Regarding implantation frequency, the volume of this single surgeon was about one procedure per month for BO and 1.5 procedures per month for CI, and is therefore in line with the number proposed by Baker et al.1
Within the documented period, a learning curve in terms of a reduction in operating time was noted for both implants, although procedure times for the first cases were well above the average for BO, compared to experienced users.8 Operating time is known to be a relevant factor regarding the risk for infection16 and additive trauma, due to the use of a tourniquet, which might be crucial for skeletal muscle and impair clinical outcomes.17
The average surgery time within cases 15–20 of each implant were found to be similar to the data of Zhang,8 who found 85.0 ± 15.7 min for the first 25 cases of the Oxford III system, which lowered to 64.5 ± 13.9 min for the following 25 cases.
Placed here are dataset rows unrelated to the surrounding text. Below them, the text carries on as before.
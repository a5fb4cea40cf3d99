//! Driver selection for the state trees.

use std::sync::Arc;

use anyhow::Context;
use tracing::*;
use zkl2_config::{DriverConfig, TreeDbConfig};
use zkl2_db_store_memory::MemoryTreeStore;
use zkl2_db_store_redis::{RedisDbConfig, RedisTreeStore};
use zkl2_db_store_sled::{open_sled_database, SledDbConfig};
use zkl2_db_types::{TreeStore, Version};
use zkl2_state::{BootstrapConfig, ForestConfig, LeafSource, TreeForest};

/// A tree store together with the configuration its forests are opened
/// with.
#[derive(Clone, Debug)]
pub struct TreeStorage {
    store: Arc<dyn TreeStore>,
    config: TreeDbConfig,
}

impl TreeStorage {
    pub fn new(store: Arc<dyn TreeStore>, config: TreeDbConfig) -> Self {
        Self { store, config }
    }

    pub fn store(&self) -> &Arc<dyn TreeStore> {
        &self.store
    }

    pub fn config(&self) -> &TreeDbConfig {
        &self.config
    }

    pub fn forest_config(&self) -> ForestConfig {
        ForestConfig::new(self.config.name.clone())
            .with_retain_versions(self.config.retain_versions)
    }

    pub fn bootstrap_config(&self) -> BootstrapConfig {
        BootstrapConfig::new(self.config.batch_reload_size, self.config.bootstrap_workers)
    }

    /// Opens the forest at block `height`.
    pub fn open_forest(&self, height: Version) -> anyhow::Result<TreeForest> {
        TreeForest::open(self.store.clone(), self.forest_config(), height)
            .with_context(|| format!("opening forest {} at {height}", self.config.name))
    }

    /// Rebuilds the forest at `height` from `source` into an empty store.
    pub fn bootstrap_forest(
        &self,
        source: Arc<dyn LeafSource>,
        height: Version,
    ) -> anyhow::Result<TreeForest> {
        TreeForest::bootstrap(
            self.store.clone(),
            self.forest_config(),
            source,
            height,
            &self.bootstrap_config(),
        )
        .with_context(|| format!("bootstrapping forest {} at {height}", self.config.name))
    }
}

/// Opens the driver selected by `config`.
pub fn create_tree_store(config: &TreeDbConfig) -> anyhow::Result<Arc<dyn TreeStore>> {
    let store: Arc<dyn TreeStore> = match &config.driver {
        DriverConfig::Memory => Arc::new(MemoryTreeStore::new()),
        DriverConfig::Sled {
            path,
            cache_capacity,
            flush_every_ms,
        } => {
            let sled_config = SledDbConfig::new(*cache_capacity, *flush_every_ms);
            open_sled_database(path, &config.name, &sled_config)?
        }
        DriverConfig::Redis {
            url,
            username,
            password,
        } => {
            let redis_config = RedisDbConfig::new(url.clone())
                .with_credentials(username.clone(), password.clone());
            let store = RedisTreeStore::connect(&redis_config)
                .with_context(|| format!("connecting redis tree store at {url}"))?;
            Arc::new(store)
        }
    };
    info!(name = %config.name, driver = ?store, "created tree store");
    Ok(store)
}

/// Validates `config` and opens its driver.
pub fn create_tree_storage(config: &TreeDbConfig) -> anyhow::Result<TreeStorage> {
    config.validate().context("validating tree_db config")?;
    let store = create_tree_store(config)?;
    Ok(TreeStorage::new(store, config.clone()))
}

#[cfg(test)]
mod tests {
    use std::path::PathBuf;

    use zkl2_primitives::Buf32;
    use zkl2_state::{AccountLeaf, AssetLeaf, NftLeaf};

    use super::*;

    fn sled_config(path: PathBuf) -> TreeDbConfig {
        TreeDbConfig {
            driver: DriverConfig::Sled {
                path,
                cache_capacity: 8 * 1024 * 1024,
                flush_every_ms: None,
            },
            ..TreeDbConfig::memory("drivers")
        }
    }

    /// Registers two accounts, funds one and mints an NFT, committing each
    /// step at its own height.
    fn populate(forest: &mut TreeForest) {
        for index in 0..2u64 {
            let asset_root = forest.create_asset_tree(index).unwrap();
            let hash = Buf32::new([index as u8 + 1; 32]);
            let leaf = AccountLeaf::new(hash, Buf32::zero(), asset_root);
            forest.set_account(index, &leaf).unwrap();
        }
        forest.commit(1).unwrap();

        let asset = AssetLeaf::from_decimal("1000", "0", "0").unwrap();
        forest.set_asset(1, 0, &asset).unwrap();
        let mut account = forest.account(1).unwrap().unwrap();
        account.asset_root = forest.asset_root(1).unwrap();
        forest.set_account(1, &account).unwrap();
        let nft = NftLeaf {
            creator_account_index: 1,
            owner_account_index: 0,
            content_hash: Buf32::new([7; 32]),
            ..Default::default()
        };
        forest.set_nft(3, &nft).unwrap();
        forest.commit(2).unwrap();
    }

    #[test]
    fn test_memory_and_sled_agree() {
        let dir = tempfile::tempdir().unwrap();
        let mut roots = Vec::new();
        for config in [TreeDbConfig::memory("drivers"), sled_config(dir.path().into())] {
            let storage = create_tree_storage(&config).unwrap();
            let mut forest = storage.open_forest(0).unwrap();
            populate(&mut forest);
            roots.push(forest.state_root().unwrap());
        }
        assert_eq!(roots[0], roots[1]);
    }

    #[test]
    fn test_sled_forest_survives_reopen() {
        let dir = tempfile::tempdir().unwrap();
        let config = sled_config(dir.path().into());
        let root = {
            let storage = create_tree_storage(&config).unwrap();
            let mut forest = storage.open_forest(0).unwrap();
            populate(&mut forest);
            forest.flush().unwrap();
            forest.state_root().unwrap()
        };

        let storage = create_tree_storage(&config).unwrap();
        let forest = storage.open_forest(2).unwrap();
        assert_eq!(forest.state_root().unwrap(), root);
        assert_eq!(forest.account_count().unwrap(), 2);
    }

    #[test]
    fn test_invalid_config_rejected() {
        let config = TreeDbConfig {
            batch_reload_size: 0,
            ..TreeDbConfig::memory("bad")
        };
        assert!(create_tree_storage(&config).is_err());
    }

    #[test]
    fn test_forest_config_carries_retention() {
        let config = TreeDbConfig {
            retain_versions: Some(16),
            ..TreeDbConfig::memory("retained")
        };
        let storage = create_tree_storage(&config).unwrap();
        let forest_config = storage.forest_config();
        assert_eq!(forest_config.name, "retained");
        assert_eq!(forest_config.retain_versions, Some(16));
        assert_eq!(storage.bootstrap_config().batch_size, config.batch_reload_size);
    }
}
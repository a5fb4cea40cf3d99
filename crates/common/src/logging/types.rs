//! Configuration types for the logging subsystem.

use std::path::PathBuf;

use tracing_appender::rolling::Rotation;
use tracing_subscriber::fmt::format::FmtSpan;
use zkl2_config::LoggingConfig;

/// Default file name prefix when file logging is enabled without one.
const DEFAULT_LOG_FILE_PREFIX: &str = "zkl2";

/// Configuration for the stdout logging layer
#[derive(Debug, Clone)]
pub struct StdoutConfig {
    /// Use JSON format instead of compact format
    pub json_format: bool,
    /// Span events to log (ENTER, EXIT, CLOSE, etc.)
    pub fmt_span: FmtSpan,
}

impl Default for StdoutConfig {
    fn default() -> Self {
        Self {
            json_format: false,
            // Log CLOSE events to capture span duration
            fmt_span: FmtSpan::CLOSE,
        }
    }
}

/// Configuration for file-based logging with rotation
#[derive(Debug, Clone)]
pub struct FileLoggingConfig {
    /// Directory where log files will be written
    pub directory: PathBuf,
    /// Base filename prefix (e.g., "zkl2" -> "zkl2.2026-01-01")
    pub file_name_prefix: String,
    /// Rotation strategy
    pub rotation: Rotation,
    /// Use JSON format for file logs (default: false, uses compact)
    pub json_format: bool,
}

impl FileLoggingConfig {
    pub fn new(directory: PathBuf, file_name_prefix: String) -> Self {
        Self {
            directory,
            file_name_prefix,
            rotation: Rotation::DAILY,
            json_format: false,
        }
    }

    pub fn with_rotation(mut self, rotation: Rotation) -> Self {
        self.rotation = rotation;
        self
    }

    pub fn with_json_format(mut self, json_format: bool) -> Self {
        self.json_format = json_format;
        self
    }
}

/// Main logger configuration
#[derive(Debug, Clone)]
pub struct LoggerConfig {
    /// Name reported in the startup line.
    pub service_name: String,
    /// `EnvFilter` directives used when `RUST_LOG` is unset.
    pub filter: Option<String>,
    /// Stdout logging configuration
    pub stdout_config: StdoutConfig,
    /// File logging configuration (optional)
    pub file_logging_config: Option<FileLoggingConfig>,
}

impl LoggerConfig {
    /// Creates a new configuration with service name
    pub fn new(service_name: String) -> Self {
        Self {
            service_name,
            filter: None,
            stdout_config: StdoutConfig::default(),
            file_logging_config: None,
        }
    }

    /// Builds the logger configuration from the `[logging]` TOML section.
    ///
    /// File logging is enabled when `log_dir` is set; `json_format` applies
    /// to both stdout and files.
    pub fn from_config(service_name: String, config: &LoggingConfig) -> Self {
        let json = config.json_format.unwrap_or(false);
        let mut logger = Self::new(service_name).with_json_logging(json);
        logger.filter = config.filter.clone();
        if let Some(dir) = &config.log_dir {
            let prefix = config
                .log_file_prefix
                .clone()
                .unwrap_or_else(|| DEFAULT_LOG_FILE_PREFIX.to_owned());
            let file = FileLoggingConfig::new(dir.clone(), prefix).with_json_format(json);
            logger = logger.with_file_logging(file);
        }
        logger
    }

    /// Set the default filter directives
    pub fn with_filter(mut self, filter: String) -> Self {
        self.filter = Some(filter);
        self
    }

    /// Enable JSON logging format
    pub fn with_json_logging(mut self, enabled: bool) -> Self {
        self.stdout_config.json_format = enabled;
        self
    }

    /// Enable file logging with configuration
    pub fn with_file_logging(mut self, config: FileLoggingConfig) -> Self {
        self.file_logging_config = Some(config);
        self
    }

    /// Configure which span events to log
    pub fn with_fmt_span(mut self, fmt_span: FmtSpan) -> Self {
        self.stdout_config.fmt_span = fmt_span;
        self
    }
}

impl Default for LoggerConfig {
    fn default() -> Self {
        Self::new("(zkl2-service)".to_string())
    }
}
The CI procedures were significantly shorter from the beginning, admittingly, this implantation system was introduced second. However, the requirement for patient-specific instrumentation might well be a relevant factor. Seeber et al.18 compared operating times of standard and patient-specific instrumentation (PSI) UKA procedures and concluded that using PSI technology and surgical experience were the main predictors of prolonged operating time. In contrast, 30 min of decreased surgery time was noted using patient-specific instrumentation in TKA.19 The results in this study are in line with these findings, while average surgery time differed by about 15 min in favor of the CI implant.
Finally, both procedure types showed a significant decrease in the associated operating time within the first 20 cases of each implant. The revision rate within the first 1.5 years after operation was higher than stated in the literature and mechanical alignment was restored in most cases. Failure of re-alignment might be due to the challenging procedure itself or possibly to the unexpectedly necessary precision in cutting when using individualized implants and cutting blocks.
4.1. Limitations
This study has a variety of constraints, which are partly due to the study design. It was the explicit aim of the authors to depict an early learning curve of two different implantation systems. Using the data from only 20 cases for each implant and the data of only one surgeon, as well as the short follow-up time are known weaknesses. As the focus lies on the implementation of these systems, no clinical scores were taken. Moreover, a separate analysis of the revised or overcorrected cases was not made. Therefore, transfer to other centers, fellow surgeons, or different implantation systems has to be made with caution. The introduction of new systems into practice is never an easy undertaking and should be considered wisely.
5. Conclusion
The introduction of a new implant into clinical practice was associated with a longer procedure duration and a high incidence of early revisions in both groups. Procedure time seems to be dependent on the implant, since the patient-specific implant could be implanted faster to begin with and learning curves could be observed regarding instrumentation. A learning curve regarding revision could not be seen for the Biomet Oxford implant, as both revision cases happened at the end of the series. This is in line with the revision rate of 5% in the recent literature of experienced users of this product. The Conformis iuni implant was found to provide a reliable, surgically facile implantation system alternatively in a medium-volume practice. Studies comprising a larger cohort with long-term follow-up are needed to confirm these results.
Declaration of competing interest
The authors declare that they have no known competing financial interests or personal relationships that could have appeared to influence the work reported in this paper.